Réplique d'une carotte de glace extraite du glacier Schneeferner. Crédit :Laura Roberts
La pandémie de coronavirus restera dans les mémoires pendant des décennies à travers les livres d'histoire, des récits oraux et une abondance d'équipements de protection individuelle. Cependant, les glaciers de l'Himalaya, les Alpes, La Patagonie et d'autres régions peuvent également contenir l'histoire de cette époque. Parmi les couches de glace se trouvent des traces de beaucoup de choses :des éruptions volcaniques, autres pandémies, civilisations anciennes, et le changement climatique anthropique. La chute vertigineuse des polluants atmosphériques, la réduction des émissions de gaz à effet de serre, et des changements dans la composition atmosphérique pendant la pandémie de coronavirus pourraient éventuellement être observés dans la glace glaciaire.

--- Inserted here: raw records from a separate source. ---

use std::collections::BTreeMap;

use tracing::warn;

use crate::{AgentContext, NodeState};

/// Maps task names to invocable external actions.
///
/// Owned by the agent's runner, consulted by call-task leaves. Keys are
/// case-sensitive and unique; binding a name again replaces the previous
/// action. The tree has no knowledge of what a bound action does: dispatch
/// is fire-and-forget and reports `Success` upon invocation.
pub struct TaskRegistry<A> {
    bindings: BTreeMap<String, Box<dyn FnMut(&mut A)>>,
}

impl<A> TaskRegistry<A> {
    pub fn new() -> Self {
        Self {
            bindings: BTreeMap::new(),
        }
    }

    pub fn bind(&mut self, name: impl Into<String>, action: impl FnMut(&mut A) + 'static) {
        self.bindings.insert(name.into(), Box::new(action));
    }

    pub fn unbind(&mut self, name: &str) -> bool {
        self.bindings.remove(name).is_some()
    }

    pub fn contains(&self, name: &str) -> bool {
        self.bindings.contains_key(name)
    }

    pub fn len(&self) -> usize {
        self.bindings.len()
    }

    pub fn is_empty(&self) -> bool {
        self.bindings.is_empty()
    }

    /// Invoke the action bound to `name`, handing it the agent.
    ///
    /// An unresolved name is a binding error, not a programmer error: it
    /// logs a warning and resolves to `Failure` so the tree keeps a
    /// well-defined result.
    pub fn dispatch(&mut self, name: &str, agent: &mut A) -> NodeState
    where
        A: AgentContext,
    {
        match self.bindings.get_mut(name) {
            Some(action) => {
                action(agent);
                NodeState::Success
            }
            None => {
                warn!(task = name, agent = agent.name(), "no action bound for task");
                NodeState::Failure
            }
        }
    }
}

impl<A> Default for TaskRegistry<A> {
    fn default() -> Self {
        Self::new()
    }
}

Les courants de vent atmosphériques transportent des gaz, particules, et d'autres substances aux glaciers. Lorsque la neige contenant ces particules et ces produits chimiques dissous dans l'air s'accumule sur les glaciers, il piège les substances transportées. Des bulles d'air - des échantillons de gaz dans l'atmosphère (par exemple, des gaz à longue durée de vie comme le dioxyde de carbone) - se forment également. Au fil des mois et des années, à mesure que la neige s'accumule, les anciennes couches de neige et de gaz sont comprimées et scellées, préservant ainsi des échantillons des conditions atmosphériques au moment des précipitations. En forant sous la surface, les scientifiques extraient des carottes de glace qui contiennent ces substances. La composition chimique de la glace et de l'air emprisonné à l'intérieur sert d'indicateur aux chercheurs pour analyser les changements atmosphériques au fil du temps.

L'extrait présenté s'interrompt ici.